L'entremetteuse qui a accompagné l'épouse prend un petit enfant, s'il y en a un dans la maison, et lui fait saluer la jeune dame qui vient d'arriver, après quoi elle entre dans la chambre du futur pour lui annoncer l'arrivée de l'épouse. Celui-ci affecte un air indifférent à tout ce qui se passe, et paraît occupé à d'autres affaires. Cependant il sort avec l'entremetteuse, s'avance d'un pas grave, s'approche du palanquin, en ouvre la portière d'un air ému et tremblant; l'épouse en sort, et ils s'acheminent tous deux ensemble vers la tablette des ancêtres qu'ils saluent par trois génuflexions; ils se mettent ensuite à table l'un vis à vis de l'autre; l'entremetteuse les sert, le mari boit et mange, mais l'épouse n'en fait que le semblant, car son énorme chapeau qui lui couvre la figure l'empêche de rien porter à sa bouche. Le repas fini, les époux entrent dans leur chambre. Tous les assistans attendent avec une vive anxiété le résultat de cette première entrevue, car c'est alors seulement que le mari ôte le chapeau de sa femme, et voit sa figure pour la première fois de sa vie. Qu'elle soit jolie ou laide, borgne, chassieuse, difforme, etc. il faut qu'il prenne son parti et se résigne à l'avoir pour femme légitime; et quel que puisse être son désappointement dans cette circonstance, il doit le dissimuler et paraître au-dehors content de son lot.
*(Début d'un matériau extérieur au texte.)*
//! Error types for the domain layer.

use std::collections::HashMap;
use std::error::Error;
use std::fmt;
use thiserror::Error;

/// Errors that occur during value object construction.
#[derive(Debug, Clone, Error)]
pub enum ValidationError {
    #[error("Field '{field}' cannot be empty")]
    EmptyField { field: String },

    #[error("Field '{field}' must be between {min} and {max}, got {actual}")]
    OutOfRange {
        field: String,
        min: f64,
        max: f64,
        actual: f64,
    },

    #[error("Field '{field}' has invalid format: {reason}")]
    InvalidFormat { field: String, reason: String },
}

impl ValidationError {
    /// Creates an empty field validation error.
    pub fn empty_field(field: impl Into<String>) -> Self {
        ValidationError::EmptyField {
            field: field.into(),
        }
    }

    /// Creates an out of range validation error.
    pub fn out_of_range(field: impl Into<String>, min: f64, max: f64, actual: f64) -> Self {
        ValidationError::OutOfRange {
            field: field.into(),
            min,
            max,
            actual,
        }
    }

    /// Creates an invalid format validation error.
    pub fn invalid_format(field: impl Into<String>, reason: impl Into<String>) -> Self {
        ValidationError::InvalidFormat {
            field: field.into(),
            reason: reason.into(),
        }
    }
}

/// Error codes organized by category.
#[derive(Debug, Clone, Copy, PartialEq, Eq, Hash)]
pub enum ErrorCode {
    // Validation errors
    ValidationFailed,
    EmptyField,
    OutOfRange,
    InvalidFormat,

    // Not found errors
    SessionNotFound,
    SnapshotNotFound,
    ConflictNotFound,

    // State errors
    SnapshotCorrupted,
    EmergencyActive,
    StaleUpdate,

    // Degradation signals
    AiUnavailable,
    TaskTimeout,

    // Infrastructure errors
    SerializationError,
    InternalError,
}

impl fmt::Display for ErrorCode {
    fn fmt(&self, f: &mut fmt::Formatter<'_>) -> fmt::Result {
        let s = match self {
            ErrorCode::ValidationFailed => "VALIDATION_FAILED",
            ErrorCode::EmptyField => "EMPTY_FIELD",
            ErrorCode::OutOfRange => "OUT_OF_RANGE",
            ErrorCode::InvalidFormat => "INVALID_FORMAT",
            ErrorCode::SessionNotFound => "SESSION_NOT_FOUND",
            ErrorCode::SnapshotNotFound => "SNAPSHOT_NOT_FOUND",
            ErrorCode::ConflictNotFound => "CONFLICT_NOT_FOUND",
            ErrorCode::SnapshotCorrupted => "SNAPSHOT_CORRUPTED",
            ErrorCode::EmergencyActive => "EMERGENCY_ACTIVE",
            ErrorCode::StaleUpdate => "STALE_UPDATE",
            ErrorCode::AiUnavailable => "AI_UNAVAILABLE",
            ErrorCode::TaskTimeout => "TASK_TIMEOUT",
            ErrorCode::SerializationError => "SERIALIZATION_ERROR",
            ErrorCode::InternalError => "INTERNAL_ERROR",
        };
        write!(f, "{}", s)
    }
}

/// Standard domain error with code, message, and optional details.
#[derive(Debug, Clone)]
pub struct DomainError {
    pub code: ErrorCode,
    pub message: String,
    pub details: HashMap<String, String>,
}

impl DomainError {
    /// Creates a new domain error.
    pub fn new(code: ErrorCode, message: impl Into<String>) -> Self {
        Self {
            code,
            message: message.into(),
            details: HashMap::new(),
        }
    }

    /// Creates a validation error for a specific field.
    pub fn validation(field: impl Into<String>, message: impl Into<String>) -> Self {
        Self {
            code: ErrorCode::ValidationFailed,
            message: message.into(),
            details: HashMap::new(),
        }
        .with_detail("field", field.into())
    }

    /// Adds a detail to the error.
    pub fn with_detail(mut self, key: impl Into<String>, value: impl Into<String>) -> Self {
        self.details.insert(key.into(), value.into());
        self
    }
}

impl fmt::Display for DomainError {
    fn fmt(&self, f: &mut fmt::Formatter<'_>) -> fmt::Result {
        write!(f, "[{}] {}", self.code, self.message)
    }
}

impl Error for DomainError {}

#[cfg(test)]
mod tests {
    use super::*;

    #[test]
    fn validation_error_empty_field_displays_correctly() {
        let err = ValidationError::empty_field("title");
        assert_eq!(format!("{}", err), "Field 'title' cannot be empty");
    }

    #[test]
    fn validation_error_out_of_range_displays_correctly() {
        let err = ValidationError::out_of_range("confidence", 0.0, 1.0, 1.5);
        assert_eq!(
            format!("{}", err),
            "Field 'confidence' must be between 0 and 1, got 1.5"
        );
    }

    #[test]
    fn domain_error_displays_code_and_message() {
        let err = DomainError::new(ErrorCode::SnapshotCorrupted, "Checksum mismatch");
        assert_eq!(format!("{}", err), "[SNAPSHOT_CORRUPTED] Checksum mismatch");
    }

    #[test]
    fn domain_error_with_detail_adds_detail() {
        let err = DomainError::new(ErrorCode::ValidationFailed, "Validation failed")
            .with_detail("field", "deadline");

        assert_eq!(err.details.get("field"), Some(&"deadline".to_string()));
    }

    #[test]
    fn error_code_display_formats_correctly() {
        assert_eq!(format!("{}", ErrorCode::AiUnavailable), "AI_UNAVAILABLE");
        assert_eq!(format!("{}", ErrorCode::StaleUpdate), "STALE_UPDATE");
    }
}
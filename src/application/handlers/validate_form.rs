//! On-demand full-form validation.

use std::sync::Arc;
use std::time::Duration;

use thiserror::Error;

use crate::domain::foundation::{DomainError, ErrorCode, SessionId};
use crate::domain::validation::ValidationOutcome;
use crate::ports::{ContextStore, ContextStoreError, HeavyTask, HeavyTaskOutput, TaskRunner};

use crate::application::engine::FormEngine;

/// Errors raised while validating a form.
#[derive(Debug, Error)]
pub enum ValidateError {
    #[error(transparent)]
    Store(#[from] ContextStoreError),

    #[error("Validation could not complete: {0}")]
    Unavailable(String),
}

impl ValidateError {
    /// Maps the error onto the coded envelope exposed at the API
    /// boundary.
    pub fn to_domain_error(&self) -> DomainError {
        match self {
            ValidateError::Store(ContextStoreError::NotFound(_)) => {
                DomainError::new(ErrorCode::SessionNotFound, self.to_string())
            }
            ValidateError::Store(ContextStoreError::SerializationFailed(_)) => {
                DomainError::new(ErrorCode::SerializationError, self.to_string())
            }
            ValidateError::Store(ContextStoreError::Backend(_)) => {
                DomainError::new(ErrorCode::InternalError, self.to_string())
            }
            ValidateError::Unavailable(_) => {
                DomainError::new(ErrorCode::AiUnavailable, self.to_string())
            }
        }
    }
}

/// Runs a full validation pass outside the update pipeline, typically
/// before submission.
pub struct ValidateFormHandler {
    task_runner: Arc<dyn TaskRunner>,
    context_store: Arc<dyn ContextStore>,
}

impl ValidateFormHandler {
    pub fn new(task_runner: Arc<dyn TaskRunner>, context_store: Arc<dyn ContextStore>) -> Self {
        Self {
            task_runner,
            context_store,
        }
    }

    pub async fn handle(
        &self,
        engine: &FormEngine,
        session_id: SessionId,
    ) -> Result<ValidationOutcome, ValidateError> {
        let mut context = self.context_store.load(session_id).await?;
        let budget = Duration::from_millis(engine.config().validation_timeout_ms);

        let result = tokio::time::timeout(
            budget,
            self.task_runner.run(HeavyTask::Validate {
                context: context.disclosure.clone(),
            }),
        )
        .await;

        let outcome = match result {
            Ok(Ok(HeavyTaskOutput::Validation(outcome))) => outcome,
            Ok(Ok(other)) => {
                return Err(ValidateError::Unavailable(format!(
                    "mismatched task output: {other:?}"
                )))
            }
            Ok(Err(e)) => return Err(ValidateError::Unavailable(e.to_string())),
            Err(_) => {
                return Err(ValidateError::Unavailable(format!(
                    "timed out after {}ms",
                    budget.as_millis()
                )))
            }
        };

        context.disclosure.validation = Some(outcome.clone());
        self.context_store.save(&context).await?;
        Ok(outcome)
    }
}
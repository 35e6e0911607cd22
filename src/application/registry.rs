//! Per-session engine registry.
//!
//! Hands out one engine per session behind its own mutex, so updates to
//! a session are serialized while different sessions proceed in
//! parallel.

use std::collections::HashMap;
use std::sync::Arc;

use tokio::sync::Mutex;

use crate::config::EngineConfig;
use crate::domain::foundation::SessionId;
use crate::ports::EventPublisher;

use super::engine::FormEngine;

/// Owns the live engines for all active sessions.
pub struct EngineRegistry {
    config: EngineConfig,
    events: Arc<dyn EventPublisher>,
    engines: Mutex<HashMap<SessionId, Arc<Mutex<FormEngine>>>>,
}

impl EngineRegistry {
    pub fn new(config: EngineConfig, events: Arc<dyn EventPublisher>) -> Self {
        Self {
            config,
            events,
            engines: Mutex::new(HashMap::new()),
        }
    }

    /// Returns the engine for a session, creating it on first use.
    /// Callers lock the returned mutex for the duration of one
    /// operation.
    pub async fn engine(&self, session_id: SessionId) -> Arc<Mutex<FormEngine>> {
        let mut engines = self.engines.lock().await;
        engines
            .entry(session_id)
            .or_insert_with(|| {
                Arc::new(Mutex::new(FormEngine::new(
                    session_id,
                    self.config.clone(),
                    Arc::clone(&self.events),
                )))
            })
            .clone()
    }

    /// Resets a session's engine if one exists.
    pub async fn reset_session(&self, session_id: SessionId) {
        let engine = {
            let engines = self.engines.lock().await;
            engines.get(&session_id).cloned()
        };
        if let Some(engine) = engine {
            engine.lock().await.reset().await;
        }
    }

    /// Drops a session's engine entirely.
    pub async fn evict(&self, session_id: SessionId) {
        self.engines.lock().await.remove(&session_id);
    }

    /// Number of live engines.
    pub async fn len(&self) -> usize {
        self.engines.lock().await.len()
    }
}

#[cfg(test)]
mod tests {
    use super::*;
    use crate::adapters::events::InMemoryEventPublisher;

    fn registry() -> EngineRegistry {
        EngineRegistry::new(
            EngineConfig::default(),
            Arc::new(InMemoryEventPublisher::new()),
        )
    }

    #[tokio::test]
    async fn same_session_gets_the_same_engine() {
        let registry = registry();
        let session_id = SessionId::new();
        let a = registry.engine(session_id).await;
        let b = registry.engine(session_id).await;
        assert!(Arc::ptr_eq(&a, &b));
    }

    #[tokio::test]
    async fn different_sessions_get_different_engines() {
        let registry = registry();
        let a = registry.engine(SessionId::new()).await;
        let b = registry.engine(SessionId::new()).await;
        assert!(!Arc::ptr_eq(&a, &b));
    }

    #[tokio::test]
    async fn reset_clears_engine_state() {
        let registry = registry();
        let session_id = SessionId::new();
        let engine = registry.engine(session_id).await;
        engine.lock().await.flag_invalid_state().await;
        assert!(engine.lock().await.is_emergency());

        registry.reset_session(session_id).await;
        assert!(!engine.lock().await.is_emergency());
    }

    #[tokio::test]
    async fn evict_drops_the_engine() {
        let registry = registry();
        let session_id = SessionId::new();
        registry.engine(session_id).await;
        assert_eq!(registry.len().await, 1);
        registry.evict(session_id).await;
        assert_eq!(registry.len().await, 0);
    }
}
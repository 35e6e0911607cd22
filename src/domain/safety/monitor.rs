//! Safety monitor for one session.
//!
//! The monitor watches metrics and decides WHICH protective actions are
//! warranted; it never executes them. The engine owns the snapshot store
//! and the AI/disclosure switches, so it carries out the actions the
//! monitor reports.
//!
//! Triggers are edge-triggered: once a trigger fires it is latched and
//! will not fire again until the monitor is reset. Without latching a
//! stuck-bad metric would demand the same rollback after every
//! subsequent keystroke.

use std::collections::HashSet;

use serde::{Deserialize, Serialize};
use tracing::warn;

use crate::domain::foundation::{Confidence, Timestamp};

use super::metrics::SafetyMetrics;
use super::triggers::{SafetyAction, TriggerInput, TriggerKind, TRIGGERS};

/// What kind of operation produced a recorded outcome.
#[derive(Debug, Clone, Copy, PartialEq, Eq, Serialize, Deserialize)]
#[serde(rename_all = "snake_case")]
pub enum OperationKind {
    FieldUpdate,
    Validation,
    ConflictResolution,
    SnapshotRestore,
}

/// A trigger that tripped during the latest check.
#[derive(Debug, Clone, Copy, PartialEq, Eq, Serialize, Deserialize)]
pub struct TriggerFiring {
    pub kind: TriggerKind,
    pub action: SafetyAction,
}

/// Audit record of a firing, kept for the session's lifetime.
///
/// `operation` names the operation whose outcome tripped the trigger;
/// it is absent for firings raised outside an operation (corruption
/// reports, invalid-state flags).
#[derive(Debug, Clone, PartialEq, Serialize, Deserialize)]
pub struct SafetyEvent {
    pub kind: TriggerKind,
    pub action: SafetyAction,
    pub operation: Option<OperationKind>,
    pub occurred_at: Timestamp,
    pub metrics: SafetyMetrics,
}

/// Accumulates operation outcomes and evaluates the trigger table.
#[derive(Debug)]
pub struct SafetyMonitor {
    metrics: SafetyMetrics,
    baseline: Confidence,
    confidence_sum: f64,
    confidence_count: u32,
    invalid_state: bool,
    fired: HashSet<TriggerKind>,
    events: Vec<SafetyEvent>,
}

impl Default for SafetyMonitor {
    fn default() -> Self {
        Self::with_baseline(Confidence::BASELINE)
    }
}

impl SafetyMonitor {
    pub fn new() -> Self {
        Self::default()
    }

    /// Creates a monitor that measures confidence drift against the
    /// given baseline instead of the default.
    pub fn with_baseline(baseline: Confidence) -> Self {
        Self {
            metrics: SafetyMetrics::default(),
            baseline,
            confidence_sum: 0.0,
            confidence_count: 0,
            invalid_state: false,
            fired: HashSet::new(),
            events: Vec::new(),
        }
    }

    /// Folds in one operation outcome and returns any newly tripped
    /// triggers.
    pub fn record_operation(
        &mut self,
        kind: OperationKind,
        success: bool,
        confidence: Confidence,
    ) -> Vec<TriggerFiring> {
        self.metrics.record(success, confidence, self.baseline);
        self.confidence_sum += confidence.value();
        self.confidence_count += 1;
        self.evaluate(Some(kind))
    }

    /// Notes a checksum failure on stored state.
    pub fn record_corruption(&mut self) -> Vec<TriggerFiring> {
        self.metrics.data_corruption_count += 1;
        self.evaluate(None)
    }

    /// Notes that the engine observed structurally invalid state.
    pub fn flag_invalid_state(&mut self) -> Vec<TriggerFiring> {
        self.invalid_state = true;
        self.evaluate(None)
    }

    /// Running mean of per-operation confidence.
    pub fn average_confidence(&self) -> Option<f64> {
        if self.confidence_count == 0 {
            return None;
        }
        Some(self.confidence_sum / f64::from(self.confidence_count))
    }

    pub fn metrics(&self) -> &SafetyMetrics {
        &self.metrics
    }

    /// Firings recorded since the last reset, oldest first.
    pub fn events(&self) -> &[SafetyEvent] {
        &self.events
    }

    /// Whether the given trigger is currently latched.
    pub fn has_fired(&self, kind: TriggerKind) -> bool {
        self.fired.contains(&kind)
    }

    /// Clears metrics, latches, and the audit trail. Used after a
    /// successful recovery so the session starts from a clean slate.
    /// The drift baseline survives the reset.
    pub fn reset(&mut self) {
        self.metrics = SafetyMetrics::default();
        self.confidence_sum = 0.0;
        self.confidence_count = 0;
        self.invalid_state = false;
        self.fired.clear();
        self.events.clear();
    }

    fn evaluate(&mut self, operation: Option<OperationKind>) -> Vec<TriggerFiring> {
        let input = TriggerInput {
            metrics: &self.metrics,
            average_confidence: self.average_confidence(),
            invalid_state: self.invalid_state,
        };

        let mut firings = Vec::new();
        for trigger in TRIGGERS {
            if self.fired.contains(&trigger.kind) || !(trigger.condition)(&input) {
                continue;
            }
            firings.push(TriggerFiring {
                kind: trigger.kind,
                action: trigger.action,
            });
        }

        for firing in &firings {
            self.fired.insert(firing.kind);
            warn!(
                kind = ?firing.kind,
                action = ?firing.action,
                error_rate = self.metrics.error_rate(),
                consecutive_failures = self.metrics.consecutive_failures,
                "safety trigger fired"
            );
            self.events.push(SafetyEvent {
                kind: firing.kind,
                action: firing.action,
                operation,
                occurred_at: Timestamp::now(),
                metrics: self.metrics.clone(),
            });
        }

        firings
    }
}
//! Task Runner Port - Interface for executing heavy operations.
//!
//! Validation and conflict detection can be slow, so the engine hands
//! them to a runner and awaits the result under a timeout. Where the
//! work actually runs (inline, worker pool, remote service) is the
//! adapter's business.

use async_trait::async_trait;

use crate::domain::disclosure::DisclosureContext;
use crate::domain::validation::{ConflictDescriptor, ValidationOutcome};

/// A unit of heavy work the engine delegates.
#[derive(Debug, Clone)]
pub enum HeavyTask {
    Validate { context: DisclosureContext },
    DetectConflicts { context: DisclosureContext },
}

/// Result of a completed heavy task.
#[derive(Debug, Clone)]
pub enum HeavyTaskOutput {
    Validation(ValidationOutcome),
    Conflicts(Vec<ConflictDescriptor>),
}

/// Errors raised while running a heavy task.
#[derive(Debug, thiserror::Error)]
pub enum TaskError {
    #[error("Task timed out after {0}ms")]
    Timeout(u64),

    #[error("Task was cancelled")]
    Cancelled,

    #[error("Task failed: {0}")]
    Failed(String),
}

/// Port for executing heavy tasks off the update path.
#[async_trait]
pub trait TaskRunner: Send + Sync {
    /// Run one task to completion.
    ///
    /// # Errors
    /// Returns `TaskError::Failed` when the underlying worker errored;
    /// timeouts are enforced by the caller, not the runner.
    async fn run(&self, task: HeavyTask) -> Result<HeavyTaskOutput, TaskError>;
}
Après que le mari a considéré quelque temps sa femme, les parens, amis et conviés entrent dans l'appartement pour en faire autant et la contempler à loisir; et chacun a droit de dire tout haut sur son compte, le petit mot. Les femmes surtout exercent leur censure avec une grande liberté, et prennent leur revanche de ce qui leur est arrivé à elles-mêmes. Après cet examen, la fiancée est présentée d'abord à son beau-père et à sa belle-mère qu'elle salue respectueusement, et ensuite à ses parens.
Le second jour des noces, le mari porte aux mêmes convives une autre carte d'invitation avec les mêmes formalités que la première fois. Ce jour-là, la nouvelle mariée va présenter ses respects aux femmes qui ont honoré la fête de leur présence, et fait à chacune d'elles, une génuflexion; elles, de leur côté, lui font présent chacune d'un anneau ou de quelque bijou, qui doit valoir au moins 40 sapèques. Les jeunes invités se réunissent et font cadeau au nouveau marié de deux lanternes chinoises. Durant la nuit, tous les convives réunis font une espèce de charivari aux époux. Au milieu du tumulte, et lorsque ceux-ci sont censée endormis, les premiers tentent d'entrer dans l'appartement, soit en essayant de forcer la porte d'entrée, soit en pratiquant une ouverture dans le mur, pour tâcher d'enlever les vêtemens des époux ou autres objets. S'ils réussissent, le mari est obligé de racheter à prix d'argent les objets volés.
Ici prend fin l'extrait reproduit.